Chantal phoned the next day from New York. I answered the phone. She said they had arrived all right. An easy journey. I asked her if she wanted me to call her mother but she said no, it wasn't necessary, she had to leave for work. The child was staying with her friend, she would find a nursery for her later.

You see I have stopped being a baby-sitter. Chantal has given me the sack. I still sleep in what you call the lumber-room, though in fact it's an excellent room, even if there are piles of suitcases in it. I don't want to sleep in the room with the bear-cubs. It reminds me of both the child and of Chantal together.

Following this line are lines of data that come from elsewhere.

use chrono::{DateTime, Utc};
use serde::{Deserialize, Deserializer, Serialize};
use serde_json::Value;

#[derive(Debug, Clone, Copy, Serialize, Deserialize, PartialEq, Eq, Hash)]
#[serde(rename_all = "snake_case")]
pub enum Role {
    User,
    Admin,
}

impl Role {
    pub fn as_str(&self) -> &'static str {
        match self {
            Self::User => "user",
            Self::Admin => "admin",
        }
    }
}

/// Account record as returned by the backend and as decoded from access
/// token claims. Records carry `_id`, `id` or `userId` depending on the
/// endpoint; all three collapse into `id`.
#[derive(Debug, Clone, Serialize, Deserialize, PartialEq)]
#[serde(from = "UserRecord", rename_all = "camelCase")]
pub struct User {
    pub id: String,
    pub name: Option<String>,
    pub email: Option<String>,
    pub phone: Option<String>,
    pub address: Option<String>,
    pub role: Role,
    pub status: Option<String>,
}

#[derive(Deserialize)]
#[serde(rename_all = "camelCase")]
struct UserRecord {
    #[serde(default)]
    id: Option<String>,
    #[serde(default, rename = "_id")]
    object_id: Option<String>,
    #[serde(default)]
    user_id: Option<String>,
    #[serde(default)]
    name: Option<String>,
    #[serde(default)]
    email: Option<String>,
    #[serde(default)]
    phone: Option<String>,
    #[serde(default)]
    address: Option<String>,
    #[serde(default = "default_role")]
    role: Role,
    #[serde(default)]
    status: Option<String>,
}

fn default_role() -> Role {
    Role::User
}

fn non_blank(value: Option<String>) -> Option<String> {
    value
        .map(|s| s.trim().to_string())
        .filter(|s| !s.is_empty())
}

impl From<UserRecord> for User {
    fn from(record: UserRecord) -> Self {
        let id = non_blank(record.id)
            .or_else(|| non_blank(record.object_id))
            .or_else(|| non_blank(record.user_id))
            .unwrap_or_default();
        Self {
            id,
            name: non_blank(record.name),
            email: non_blank(record.email),
            phone: non_blank(record.phone),
            address: non_blank(record.address),
            role: record.role,
            status: non_blank(record.status),
        }
    }
}

#[derive(Debug, Clone, Serialize, Deserialize, PartialEq)]
#[serde(rename_all = "camelCase")]
pub struct Product {
    #[serde(rename = "_id")]
    pub id: String,
    pub title: String,
    #[serde(default)]
    pub description: String,
    #[serde(default)]
    pub images: Vec<String>,
    #[serde(deserialize_with = "lenient_f64")]
    pub price: f64,
    #[serde(default, deserialize_with = "lenient_opt_f64")]
    pub discount: Option<f64>,
    #[serde(default, deserialize_with = "lenient_opt_f64")]
    pub final_price: Option<f64>,
    #[serde(default)]
    pub category: String,
    #[serde(default)]
    pub brand: Option<String>,
    #[serde(default)]
    pub stock: u32,
    #[serde(default)]
    pub is_featured: bool,
    #[serde(default)]
    pub ratings: Option<f64>,
    #[serde(default)]
    pub ratings_count: Option<u32>,
    #[serde(default)]
    pub created_at: Option<DateTime<Utc>>,
}

impl Product {
    /// Price the shopper actually pays: the discounted price when the backend
    /// computed one, the base price otherwise.
    pub fn effective_price(&self) -> f64 {
        self.final_price.unwrap_or(self.price)
    }
}

#[derive(Debug, Clone, Serialize, Deserialize, PartialEq)]
pub struct Category {
    #[serde(rename = "_id")]
    pub id: String,
    pub name: String,
    #[serde(default)]
    pub image: Option<String>,
}

/// Product as populated inside a cart line.
#[derive(Debug, Clone, Serialize, Deserialize, PartialEq)]
#[serde(rename_all = "camelCase")]
pub struct CartProduct {
    #[serde(rename = "_id")]
    pub id: String,
    #[serde(default)]
    pub title: String,
    #[serde(default)]
    pub images: Vec<String>,
    #[serde(default, deserialize_with = "lenient_f64")]
    pub price: f64,
    #[serde(default, deserialize_with = "lenient_opt_f64")]
    pub final_price: Option<f64>,
    #[serde(default)]
    pub stock: u32,
}

impl CartProduct {
    pub fn effective_price(&self) -> f64 {
        self.final_price.unwrap_or(self.price)
    }
}

#[derive(Debug, Clone, Serialize, Deserialize, PartialEq)]
pub struct CartItem {
    #[serde(rename = "productId")]
    pub product: CartProduct,
    pub quantity: u32,
}

#[derive(Debug, Clone, Default, Serialize, Deserialize, PartialEq)]
pub struct Cart {
    #[serde(default)]
    pub items: Vec<CartItem>,
}

#[derive(Debug, Clone, Default, Serialize, Deserialize, PartialEq)]
#[serde(rename_all = "camelCase")]
pub struct ShippingInfo {
    pub address: String,
    pub city: String,
    pub postal_code: String,
    pub country: String,
    #[serde(default)]
    pub phone: Option<String>,
}

#[derive(Debug, Clone, Copy, PartialEq, Eq, Default)]
pub enum PaymentMethod {
    Card,
    Nagad,
    Bkash,
    #[default]
    CashOnDelivery,
}

impl PaymentMethod {
    /// Label the backend stores on the order.
    pub fn label(&self) -> &'static str {
        match self {
            Self::Card => "Credit/Debit Card",
            Self::Nagad => "Nagad",
            Self::Bkash => "Save bKash Account",
            Self::CashOnDelivery => "Cash on Delivery",
        }
    }

    pub fn parse(value: &str) -> Option<Self> {
        match value.trim().to_ascii_lowercase().as_str() {
            "card" | "credit/debit card" => Some(Self::Card),
            "nagad" => Some(Self::Nagad),
            "bkash" | "save bkash account" => Some(Self::Bkash),
            "cod" | "cash on delivery" => Some(Self::CashOnDelivery),
            _ => None,
        }
    }
}

impl Serialize for PaymentMethod {
    fn serialize<S: serde::Serializer>(&self, serializer: S) -> Result<S::Ok, S::Error> {
        serializer.serialize_str(self.label())
    }
}

#[derive(Debug, Clone, Copy, PartialEq, Eq)]
pub enum OrderStatus {
    Pending,
    Processing,
    Shipped,
    Delivered,
    Cancelled,
}

impl OrderStatus {
    pub fn as_str(&self) -> &'static str {
        match self {
            Self::Pending => "Pending",
            Self::Processing => "Processing",
            Self::Shipped => "Shipped",
            Self::Delivered => "Delivered",
            Self::Cancelled => "Cancelled",
        }
    }

    pub fn parse(value: &str) -> Option<Self> {
        match value.trim().to_ascii_lowercase().as_str() {
            "pending" => Some(Self::Pending),
            "processing" => Some(Self::Processing),
            "shipped" => Some(Self::Shipped),
            "delivered" => Some(Self::Delivered),
            "cancelled" | "canceled" => Some(Self::Cancelled),
            _ => None,
        }
    }
}

#[derive(Debug, Clone, Serialize, Deserialize, PartialEq)]
pub struct OrderItem {
    pub product: Value,
    pub qty: u32,
    #[serde(deserialize_with = "lenient_f64")]
    pub price: f64,
}

impl OrderItem {
    /// The product reference is either an id or a populated product document.
    pub fn product_id(&self) -> Option<&str> {
        match &self.product {
            Value::String(id) => Some(id.as_str()),
            Value::Object(obj) => obj.get("_id").and_then(|v| v.as_str()),
            _ => None,
        }
    }
}

#[derive(Debug, Clone, Serialize, Deserialize, PartialEq)]
#[serde(rename_all = "camelCase")]
pub struct Order {
    #[serde(rename = "_id")]
    pub id: String,
    #[serde(default)]
    pub user_id: Value,
    #[serde(default)]
    pub order_items: Vec<OrderItem>,
    #[serde(default)]
    pub shipping_info: Option<ShippingInfo>,
    #[serde(default)]
    pub payment_method: String,
    #[serde(default, deserialize_with = "lenient_f64")]
    pub total_price: f64,
    #[serde(default)]
    pub status: String,
}

#[derive(Debug, Clone, Serialize, Deserialize, PartialEq)]
pub struct PaymentSession {
    pub payment_url: String,
}

#[derive(Debug, Clone, Serialize, Deserialize, PartialEq)]
#[serde(rename_all = "camelCase")]
pub struct OrderCreated {
    #[serde(default)]
    pub payment_session: Option<PaymentSession>,
}

#[derive(Debug, Clone, Serialize)]
#[serde(rename_all = "camelCase")]
pub struct NewOrderItem {
    pub product: String,
    pub qty: u32,
    pub price: f64,
}

#[derive(Debug, Clone, Serialize)]
#[serde(rename_all = "camelCase")]
pub struct NewOrder {
    pub user_id: String,
    pub phone: Option<String>,
    pub order_items: Vec<NewOrderItem>,
    pub shipping_info: ShippingInfo,
    pub payment_method: PaymentMethod,
    pub total_price: f64,
    pub status: &'static str,
}

#[derive(Debug, Clone, Serialize, Deserialize)]
pub struct LoginRequest {
    pub email: String,
    pub password: String,
}

#[derive(Debug, Clone, Serialize, Deserialize)]
pub struct RegisterRequest {
    pub name: String,
    pub email: String,
    pub password: String,
    #[serde(skip_serializing_if = "Option::is_none")]
    pub phone: Option<String>,
    #[serde(skip_serializing_if = "Option::is_none")]
    pub address: Option<String>,
}

#[derive(Debug, Clone, Serialize, Deserialize)]
#[serde(rename_all = "camelCase")]
pub struct NewProduct {
    pub title: String,
    pub description: String,
    pub price: f64,
    #[serde(skip_serializing_if = "Option::is_none")]
    pub discount: Option<f64>,
    pub category: String,
    #[serde(skip_serializing_if = "Option::is_none")]
    pub brand: Option<String>,
    pub stock: u32,
    #[serde(default)]
    pub images: Vec<String>,
    #[serde(default)]
    pub is_featured: bool,
}

#[derive(Debug, Clone, Serialize, Deserialize)]
pub struct NewCategory {
    pub name: String,
    #[serde(skip_serializing_if = "Option::is_none")]
    pub image: Option<String>,
}

/// Access token carried in `{ data: { accessToken } }` by login and refresh.
#[derive(Debug, Clone, Default, Deserialize)]
#[serde(rename_all = "camelCase")]
pub struct AccessTokenPayload {
    #[serde(default)]
    pub access_token: Option<String>,
}

impl AccessTokenPayload {
    pub fn token(&self) -> Option<&str> {
        self.access_token
            .as_deref()
            .map(str::trim)
            .filter(|t| !t.is_empty())
    }
}

/// Accepts numbers and numeric strings; the backend echoes totals the way
/// the client sent them.
fn lenient_f64<'de, D: Deserializer<'de>>(deserializer: D) -> Result<f64, D::Error> {
    let value = Value::deserialize(deserializer)?;
    match value {
        Value::Number(n) => Ok(n.as_f64().unwrap_or(0.0)),
        Value::String(s) => s
            .trim()
            .parse::<f64>()
            .map_err(|_| serde::de::Error::custom(format!("not a number: {s}"))),
        Value::Null => Ok(0.0),
        other => Err(serde::de::Error::custom(format!("not a number: {other}"))),
    }
}

/// Like [`lenient_f64`], with null and blank strings read as absent.
fn lenient_opt_f64<'de, D: Deserializer<'de>>(deserializer: D) -> Result<Option<f64>, D::Error> {
    match Value::deserialize(deserializer)? {
        Value::Null => Ok(None),
        Value::String(s) if s.trim().is_empty() => Ok(None),
        value => lenient_f64(value).map(Some).map_err(serde::de::Error::custom),
    }
}

#[cfg(test)]
mod tests {
    use super::*;
    use serde_json::json;

    #[test]
    fn user_id_collapses_from_any_backend_field() {
        let a: User = serde_json::from_value(json!({"_id": "abc", "role": "admin"})).unwrap();
        assert_eq!(a.id, "abc");
        assert_eq!(a.role, Role::Admin);

        let b: User =
            serde_json::from_value(json!({"_id": "abc", "id": "U-1", "role": "user"})).unwrap();
        assert_eq!(b.id, "U-1");

        let c: User = serde_json::from_value(json!({"userId": "u9", "email": "a@b.c"})).unwrap();
        assert_eq!(c.id, "u9");
        assert_eq!(c.role, Role::User);
    }

    #[test]
    fn product_effective_price_prefers_final_price() {
        let p: Product = serde_json::from_value(json!({
            "_id": "p1", "title": "Lamp", "price": 100, "finalPrice": 80, "stock": 3
        }))
        .unwrap();
        assert_eq!(p.effective_price(), 80.0);

        let q: Product =
            serde_json::from_value(json!({"_id": "p2", "title": "Mug", "price": "12.5"})).unwrap();
        assert_eq!(q.effective_price(), 12.5);
        assert_eq!(q.created_at, None);
    }

    #[test]
    fn string_final_prices_decode() {
        let p: Product = serde_json::from_value(json!({
            "_id": "p1", "title": "Lamp", "price": "100", "discount": "20", "finalPrice": "80.50"
        }))
        .unwrap();
        assert_eq!(p.final_price, Some(80.5));
        assert_eq!(p.discount, Some(20.0));

        let q: Product = serde_json::from_value(json!({
            "_id": "p2", "title": "Mug", "price": 12, "finalPrice": null, "discount": ""
        }))
        .unwrap();
        assert_eq!(q.final_price, None);
        assert_eq!(q.discount, None);

        let item: CartProduct =
            serde_json::from_value(json!({"_id": "p1", "price": 100, "finalPrice": "75"})).unwrap();
        assert_eq!(item.effective_price(), 75.0);
    }

    #[test]
    fn order_total_accepts_string_totals() {
        let o: Order = serde_json::from_value(json!({
            "_id": "o1",
            "userId": "u1",
            "orderItems": [{"product": {"_id": "p1", "title": "Lamp"}, "qty": 2, "price": 10}],
            "paymentMethod": "Cash on Delivery",
            "totalPrice": "51.99",
            "status": "Pending"
        }))
        .unwrap();
        assert_eq!(o.total_price, 51.99);
        assert_eq!(o.order_items[0].product_id(), Some("p1"));
    }

    #[test]
    fn payment_method_serializes_as_label() {
        let v = serde_json::to_value(PaymentMethod::CashOnDelivery).unwrap();
        assert_eq!(v, json!("Cash on Delivery"));
        assert_eq!(PaymentMethod::parse("bkash"), Some(PaymentMethod::Bkash));
        assert_eq!(PaymentMethod::parse("cheque"), None);
    }
}
use super::{data, decode, decode_list, require, to_body};
use crate::cache::CacheTag;
use crate::client::{segment, with_query, ApiClient, ApiError, ApiRequest, Transport};
use crate::types::{NewProduct, Product};

impl<T: Transport> ApiClient<T> {
    pub async fn products(&self) -> Result<Vec<Product>, ApiError> {
        let response = self
            .send(ApiRequest::get("/products").provides([CacheTag::Products]))
            .await?;
        decode_list(response)
    }

    pub async fn featured_products(&self) -> Result<Vec<Product>, ApiError> {
        let path = with_query("/products", &[("isFeatured", "true")]);
        let response = self
            .send(ApiRequest::get(path).provides([CacheTag::Products]))
            .await?;
        decode_list(response)
    }

    pub async fn products_in_category(&self, category: &str) -> Result<Vec<Product>, ApiError> {
        require(category, "Category")?;
        let path = with_query("/products", &[("category", category.trim())]);
        let response = self
            .send(ApiRequest::get(path).provides([CacheTag::Products]))
            .await?;
        decode_list(response)
    }

    pub async fn product(&self, id: &str) -> Result<Product, ApiError> {
        require(id, "Product id")?;
        let response = self
            .send(ApiRequest::get(format!("/products/{}", segment(id))).provides([CacheTag::Products]))
            .await?;
        decode(data(response))
    }

    pub async fn create_product(&self, product: &NewProduct) -> Result<Product, ApiError> {
        require(&product.title, "Title")?;
        require(&product.category, "Category")?;
        if !product.price.is_finite() || product.price < 0.0 {
            return Err(ApiError::Validation("Price must be a non-negative number".to_string()));
        }

        let response = self
            .send(
                ApiRequest::post("/products/create-product")
                    .with_body(to_body(product)?)
                    .invalidates([CacheTag::Products]),
            )
            .await?;
        decode(data(response))
    }

    pub async fn delete_product(&self, id: &str) -> Result<(), ApiError> {
        require(id, "Product id")?;
        self.send(ApiRequest::delete(format!("/products/{}", segment(id))).invalidates([CacheTag::Products]))
            .await?;
        Ok(())
    }
}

Anne Marie and I are alone now, face to face, at meal times. These meal times are terrible. We each go about our own business for the rest of the time. Though last night she called me, I heard her from the ground floor and went up. She was ill. She wanted her tablets. She didn't have the strength to get up. I stayed with her for about an hour, until she slept. I held her hand and caressed her fingers. In the morning I made an appointment for her with a doctor. She will go next week.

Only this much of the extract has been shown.